RECORDS SHOWN section start
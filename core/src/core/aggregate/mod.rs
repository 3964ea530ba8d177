//! Word-frequency ranking over active records.
//!
//! Ranking order: count descending, then most recent `created_at` descending,
//! then word ascending. Only the first [`RANK_WINDOW`] ranked words are used
//! for the top lists and for the in-window rank lookup.

use crate::core::vocabulary::palette;
use crate::types::{AggregateResult, Record, Word, WordCount, YourWord};
use std::cmp::Ordering;
use std::collections::HashMap;
use std::time::SystemTime;

pub const RANK_WINDOW: usize = 100;
pub const TOP5_LEN: usize = 5;
pub const TOP10_LEN: usize = 10;

#[derive(Debug, Clone, PartialEq, Eq)]
struct Tally {
    word: Word,
    count: u64,
    last_created_at: SystemTime,
}

impl Tally {
    fn as_word_count(&self) -> WordCount {
        WordCount {
            word: self.word.clone(),
            count: self.count,
        }
    }
}

fn ranking(a: &Tally, b: &Tally) -> Ordering {
    b.count
        .cmp(&a.count)
        .then_with(|| b.last_created_at.cmp(&a.last_created_at))
        .then_with(|| a.word.cmp(&b.word))
}

fn tally(records: &[Record]) -> Vec<Tally> {
    let mut by_word: HashMap<&Word, Tally> = HashMap::new();

    for record in records {
        by_word
            .entry(&record.word)
            .and_modify(|t| {
                t.count += 1;
                t.last_created_at = t.last_created_at.max(record.created_at);
            })
            .or_insert_with(|| Tally {
                word: record.word.clone(),
                count: 1,
                last_created_at: record.created_at,
            });
    }

    let mut ranked: Vec<Tally> = by_word.into_values().collect();
    ranked.sort_by(ranking);
    ranked
}

/// Share of distinct words ranked at or below `rank`, as a whole percentage.
fn percentile(rank: u64, distinct: u64) -> u32 {
    if distinct == 0 {
        return 0;
    }
    let share = (distinct + 1).saturating_sub(rank) as f64 / distinct as f64;
    (share * 100.0).round() as u32
}

fn your_word(ranked: &[Tally], focus: &Word) -> Option<YourWord> {
    let distinct = ranked.len() as u64;
    let window = &ranked[..ranked.len().min(RANK_WINDOW)];

    if let Some(index) = window.iter().position(|t| &t.word == focus) {
        let rank = index as u64 + 1;
        return Some(YourWord {
            word: focus.clone(),
            count: window[index].count,
            rank,
            percentile: percentile(rank, distinct),
        });
    }

    let count = ranked.iter().find(|t| &t.word == focus)?.count;
    let rank = 1 + ranked.iter().filter(|t| t.count > count).count() as u64;
    Some(YourWord {
        word: focus.clone(),
        count,
        rank,
        percentile: percentile(rank, distinct).max(1),
    })
}

/// Computes the aggregate view over `records`, which must already be
/// filtered to active ones.
pub fn aggregate(records: &[Record], focus: Option<&Word>) -> AggregateResult {
    let ranked = tally(records);
    let window = &ranked[..ranked.len().min(RANK_WINDOW)];

    let top = window
        .first()
        .map(Tally::as_word_count)
        .unwrap_or_else(WordCount::silence);
    let color = palette::color_for(&top.word)
        .unwrap_or(palette::DEFAULT_COLOR)
        .to_string();

    AggregateResult {
        total: records.len() as u64,
        top,
        top5: window.iter().take(TOP5_LEN).map(Tally::as_word_count).collect(),
        top10: window.iter().take(TOP10_LEN).map(Tally::as_word_count).collect(),
        your_word: focus.and_then(|word| your_word(&ranked, word)),
        color,
    }
}
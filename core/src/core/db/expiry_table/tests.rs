use super::*;
use std::time::Duration;
use tempfile::tempdir;

mod common {
    use super::*;
    pub(super) use redb::ReadableDatabase;

    pub(super) const TEST_TABLE: ExpiryTable = ExpiryTable::new("test_expiry");

    pub(super) fn create_test_db() -> (redb::Database, tempfile::TempDir) {
        let temp = tempdir().unwrap();
        let db = redb::Database::create(temp.path().join("test.redb")).unwrap();
        (db, temp)
    }

    pub(super) fn make_key(id: u64, expires_at: SystemTime) -> ExpiryKey {
        ExpiryKey { expires_at, id }
    }
}

mod init {
    use super::common::*;

    #[test]
    fn test_init_creates_table() {
        let (db, _temp) = create_test_db();
        let write_txn = db.begin_write().unwrap();
        TEST_TABLE.init(&write_txn).unwrap();
        write_txn.commit().unwrap();

        let read_txn = db.begin_read().unwrap();
        assert!(TEST_TABLE.all(&read_txn).unwrap().is_empty());
        assert_eq!(TEST_TABLE.len(&read_txn).unwrap(), 0);
    }

    #[test]
    fn test_init_idempotent() {
        let (db, _temp) = create_test_db();

        let write_txn = db.begin_write().unwrap();
        TEST_TABLE.init(&write_txn).unwrap();
        write_txn.commit().unwrap();

        let write_txn = db.begin_write().unwrap();
        TEST_TABLE.init(&write_txn).unwrap();
        write_txn.commit().unwrap();
    }
}

mod insert_remove {
    use super::common::*;
    use super::*;

    #[test]
    fn test_insert_duplicate_is_idempotent() {
        let (db, _temp) = create_test_db();
        let key = make_key(1, SystemTime::now());

        let write_txn = db.begin_write().unwrap();
        TEST_TABLE.init(&write_txn).unwrap();
        TEST_TABLE.insert(&write_txn, &key).unwrap();
        TEST_TABLE.insert(&write_txn, &key).unwrap();
        write_txn.commit().unwrap();

        let read_txn = db.begin_read().unwrap();
        assert_eq!(TEST_TABLE.len(&read_txn).unwrap(), 1);
    }

    #[test]
    fn test_remove_existing_key() {
        let (db, _temp) = create_test_db();
        let key = make_key(1, SystemTime::now());

        let write_txn = db.begin_write().unwrap();
        TEST_TABLE.init(&write_txn).unwrap();
        TEST_TABLE.insert(&write_txn, &key).unwrap();
        write_txn.commit().unwrap();

        let write_txn = db.begin_write().unwrap();
        assert!(TEST_TABLE.remove(&write_txn, &key).unwrap());
        write_txn.commit().unwrap();

        let read_txn = db.begin_read().unwrap();
        assert!(TEST_TABLE.all(&read_txn).unwrap().is_empty());
    }

    #[test]
    fn test_remove_wrong_instant() {
        let (db, _temp) = create_test_db();
        let now = SystemTime::now();

        let write_txn = db.begin_write().unwrap();
        TEST_TABLE.init(&write_txn).unwrap();
        TEST_TABLE.insert(&write_txn, &make_key(1, now)).unwrap();
        write_txn.commit().unwrap();

        let write_txn = db.begin_write().unwrap();
        let removed = TEST_TABLE
            .remove(&write_txn, &make_key(1, now + Duration::from_secs(1)))
            .unwrap();
        write_txn.commit().unwrap();

        assert!(!removed);
        let read_txn = db.begin_read().unwrap();
        assert_eq!(TEST_TABLE.len(&read_txn).unwrap(), 1);
    }
}

mod expired {
    use super::common::*;
    use super::*;

    #[test]
    fn test_nothing_due() {
        let (db, _temp) = create_test_db();
        let now = SystemTime::now();

        let write_txn = db.begin_write().unwrap();
        TEST_TABLE.init(&write_txn).unwrap();
        TEST_TABLE
            .insert(&write_txn, &make_key(1, now + Duration::from_secs(60)))
            .unwrap();
        write_txn.commit().unwrap();

        let read_txn = db.begin_read().unwrap();
        assert!(TEST_TABLE.expired(&read_txn, now).unwrap().is_empty());
    }

    #[test]
    fn test_some_due_in_expiry_order() {
        let (db, _temp) = create_test_db();
        let now = SystemTime::now();

        let write_txn = db.begin_write().unwrap();
        TEST_TABLE.init(&write_txn).unwrap();
        TEST_TABLE
            .insert(&write_txn, &make_key(7, now - Duration::from_secs(10)))
            .unwrap();
        TEST_TABLE
            .insert(&write_txn, &make_key(3, now - Duration::from_secs(100)))
            .unwrap();
        TEST_TABLE
            .insert(&write_txn, &make_key(9, now + Duration::from_secs(100)))
            .unwrap();
        write_txn.commit().unwrap();

        let read_txn = db.begin_read().unwrap();
        let due: Vec<u64> = TEST_TABLE
            .expired(&read_txn, now)
            .unwrap()
            .into_iter()
            .map(|key| key.id)
            .collect();

        assert_eq!(due, vec![3, 7]);
    }

    #[test]
    fn test_boundary_is_expired() {
        let (db, _temp) = create_test_db();
        let now = SystemTime::now();

        let write_txn = db.begin_write().unwrap();
        TEST_TABLE.init(&write_txn).unwrap();
        // expires_at == now counts as expired
        TEST_TABLE.insert(&write_txn, &make_key(1, now)).unwrap();
        TEST_TABLE
            .insert(&write_txn, &make_key(2, now + Duration::from_nanos(1)))
            .unwrap();
        write_txn.commit().unwrap();

        let read_txn = db.begin_read().unwrap();
        let due = TEST_TABLE.expired(&read_txn, now).unwrap();
        assert_eq!(due.len(), 1);
        assert_eq!(due[0].id, 1);
    }
}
RECORDS SHOWN section end
Looking at the records above, state the number of lines where the word "usize" occurs, and write nothing beyond it.

> EXERCISE OUTPUT: 3